Activities from 8:30 a.m. to 1 p.m. are dotted with live music, Cherokee storytelling under the shade trees, an antique and classic car show, and ­inflatable amusements for the kids. Food concessions will be available.

Sponsors for the event are the Will Rogers Memorial Museum, Will Rogers Memorial Foundation, Cherokee Nation Businesses and Will Rogers Downs.

Bring your own lawn chair and watch planes as they land, and listen as Ross Adkins and Tony Isler describe the planes and announce their pilots as they land. Antique and classic cars will be showing on the lawn. Vistors have an opportunity to vote for the “People’s Choice” plane and car. The winner will receive a Will Rogers trophy.

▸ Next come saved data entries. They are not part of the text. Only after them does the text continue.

//! `pareto import`: load catalog records from a JSON file into SQLite.
//!
//! The file holds a JSON array of records in the same shape the catalog
//! returns (`product`, optional `variant`, `offers`). Each record replaces
//! the stored offer set of its product/variant pair.

use anyhow::{Context, Result};
use std::path::Path;

use pareto_core::models::CandidateRecord;

use crate::config::Config;
use crate::sqlite_catalog;

#[derive(Debug, Default, PartialEq, Eq)]
pub struct ImportStats {
    pub records: usize,
    pub offers: usize,
}

pub fn read_records(path: &Path) -> Result<Vec<CandidateRecord>> {
    let content = std::fs::read_to_string(path)
        .with_context(|| format!("Failed to read import file: {}", path.display()))?;
    serde_json::from_str(&content)
        .with_context(|| format!("Failed to parse import file: {}", path.display()))
}

pub async fn import_records(config: &Config, records: &[CandidateRecord]) -> Result<ImportStats> {
    let catalog = sqlite_catalog::open(config).await?;
    let mut stats = ImportStats::default();

    for record in records {
        if record.product.id.trim().is_empty() {
            anyhow::bail!("record #{} has an empty product id", stats.records + 1);
        }
        catalog.upsert_record(record).await.with_context(|| {
            format!("Failed to import product {}", record.product.id)
        })?;
        stats.records += 1;
        stats.offers += record.offers.len();
    }

    tracing::info!(records = stats.records, offers = stats.offers, "import finished");
    Ok(stats)
}

pub async fn run_import(config: &Config, path: &Path) -> Result<()> {
    let records = read_records(path)?;
    let stats = import_records(config, &records).await?;
    println!(
        "imported products: {}, offers: {}",
        stats.records, stats.offers
    );
    Ok(())
}
//! # Pareto Compare Core
//!
//! Runtime-free logic for Pareto Compare: request and catalog models,
//! candidate pre-filtering, criterion extraction, the dominance engine,
//! frontier ranking, request fingerprinting, and the collaborator traits
//! (catalog and cache store) with in-memory implementations.
//!
//! This crate contains no tokio, sqlx, or HTTP dependencies. The application
//! crate wires these pieces to real collaborators and adds the single-flight
//! comparison cache.
//!
//! ## Pipeline
//!
//! ```text
//! CandidateRecord ──▶ filter ──▶ extract ──▶ dominance ──▶ rank ──▶ ComparisonResult
//!                    (offers)   (values)    (frontier)   (order)
//! ```

pub mod cache_store;
pub mod catalog;
pub mod dominance;
pub mod engine;
pub mod error;
pub mod extract;
pub mod filter;
pub mod fingerprint;
pub mod models;
pub mod rank;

The log-walled room where Will was born has been preserved as it was when he was born November 4, 1879, with the original walls and period ­furniture. Learn about the life, wisdom and humor of Will Rogers, see the longhorn cattle roam, chickens scratch, and goats and burros beg for attention at the living history ranch.

The house at 9501 E. 380 Road (two miles east of Highway 169 on 380 Road) is open for tours 365 days a year. Doris “Coke” Lane Meyer, great-niece of Will Rogers, will be on hand to sell and autograph her new book, “I Called Him Uncle Will.”

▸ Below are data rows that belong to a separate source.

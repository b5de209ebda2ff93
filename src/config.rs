use anyhow::{Context, Result};
use serde::Deserialize;
use std::path::{Path, PathBuf};
use std::time::Duration;

use pareto_core::engine::EngineOptions;

#[derive(Debug, Deserialize, Clone)]
pub struct Config {
    pub db: DbConfig,
    #[serde(default)]
    pub server: ServerConfig,
    #[serde(default)]
    pub cache: CacheConfig,
    #[serde(default)]
    pub engine: EngineConfig,
    #[serde(default)]
    pub logging: LoggingConfig,
}

#[derive(Debug, Deserialize, Clone)]
pub struct DbConfig {
    pub path: PathBuf,
    #[serde(default = "default_max_connections")]
    pub max_connections: u32,
    /// How long a connection waits on a locked database before failing.
    #[serde(default = "default_busy_timeout_ms")]
    pub busy_timeout_ms: u64,
}

fn default_max_connections() -> u32 {
    5
}
fn default_busy_timeout_ms() -> u64 {
    5000
}

impl DbConfig {
    pub fn busy_timeout(&self) -> Duration {
        Duration::from_millis(self.busy_timeout_ms)
    }
}

#[derive(Debug, Deserialize, Clone)]
pub struct ServerConfig {
    #[serde(default = "default_bind")]
    pub bind: String,
    #[serde(default = "default_request_timeout_ms")]
    pub request_timeout_ms: u64,
}

impl Default for ServerConfig {
    fn default() -> Self {
        Self {
            bind: default_bind(),
            request_timeout_ms: default_request_timeout_ms(),
        }
    }
}

fn default_bind() -> String {
    "127.0.0.1:8080".to_string()
}
fn default_request_timeout_ms() -> u64 {
    10_000
}

impl ServerConfig {
    pub fn request_timeout(&self) -> Duration {
        Duration::from_millis(self.request_timeout_ms)
    }
}

#[derive(Debug, Deserialize, Clone)]
pub struct CacheConfig {
    #[serde(default = "default_ttl_secs")]
    pub ttl_secs: u64,
    #[serde(default = "default_key_prefix")]
    pub key_prefix: String,
}

impl Default for CacheConfig {
    fn default() -> Self {
        Self {
            ttl_secs: default_ttl_secs(),
            key_prefix: default_key_prefix(),
        }
    }
}

fn default_ttl_secs() -> u64 {
    300
}
fn default_key_prefix() -> String {
    "compare:".to_string()
}

impl CacheConfig {
    pub fn ttl(&self) -> Duration {
        Duration::from_secs(self.ttl_secs)
    }
}

#[derive(Debug, Deserialize, Clone)]
pub struct EngineConfig {
    #[serde(default = "default_sweep_threshold")]
    pub sweep_threshold: usize,
    #[serde(default = "default_max_dominated")]
    pub max_dominated: usize,
}

impl Default for EngineConfig {
    fn default() -> Self {
        Self {
            sweep_threshold: default_sweep_threshold(),
            max_dominated: default_max_dominated(),
        }
    }
}

fn default_sweep_threshold() -> usize {
    256
}
fn default_max_dominated() -> usize {
    500
}

impl EngineConfig {
    pub fn options(&self) -> EngineOptions {
        EngineOptions {
            sweep_threshold: self.sweep_threshold,
            max_dominated: self.max_dominated,
        }
    }
}

#[derive(Debug, Deserialize, Clone)]
pub struct LoggingConfig {
    #[serde(default = "default_level")]
    pub level: String,
}

impl Default for LoggingConfig {
    fn default() -> Self {
        Self {
            level: default_level(),
        }
    }
}

fn default_level() -> String {
    "info".to_string()
}

pub fn load_config(path: &Path) -> Result<Config> {
    let content = std::fs::read_to_string(path)
        .with_context(|| format!("Failed to read config file: {}", path.display()))?;

    let config: Config = toml::from_str(&content).with_context(|| "Failed to parse config file")?;
    validate(&config)?;
    Ok(config)
}

pub fn validate(config: &Config) -> Result<()> {
    if config.db.max_connections == 0 {
        anyhow::bail!("db.max_connections must be > 0");
    }
    if config.cache.ttl_secs == 0 {
        anyhow::bail!("cache.ttl_secs must be > 0");
    }
    if config.cache.key_prefix.is_empty() {
        anyhow::bail!("cache.key_prefix must not be empty");
    }
    if config.engine.max_dominated == 0 {
        anyhow::bail!("engine.max_dominated must be > 0");
    }
    if config.server.request_timeout_ms == 0 {
        anyhow::bail!("server.request_timeout_ms must be > 0");
    }
    Ok(())
}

Last year more than 90 planes landed, highlighted by the just completed rebuild of a 1930 Spartan Aircraft, owned by Spartan College of Aeronautics and Technology of Tulsa, one of the Funk planes manufactured in Coffeyville, Kansas, and a group of Tulsa pilots from Jones Riverside Airport, who flew formation in their Stearman planes.

Pilots come from as far away as Texas, Kansas, Arkansas and western Oklahoma and as near as Chisum Field about five miles away, between Claremore and Oologah.

For information about the event call (918) 341-0719 or visit the website, www.willrogers.com. For pilots, the airport identifier is OK37. Admission is free but donations are accepted.

Will and Wiley died August 15, 1935 in an Alaskan plane crash. In the last 20-plus years, pilots have been coming to the Birthplace Ranch airstrip to not only pay tribute to them, but to continue the celebration of the appreciation they shared for ­flying. Although Will never piloted a plane, he flew at every opportunity. He and Wiley were on a fact-finding trip over Alaska when the plane crashed into icy water near Barrow.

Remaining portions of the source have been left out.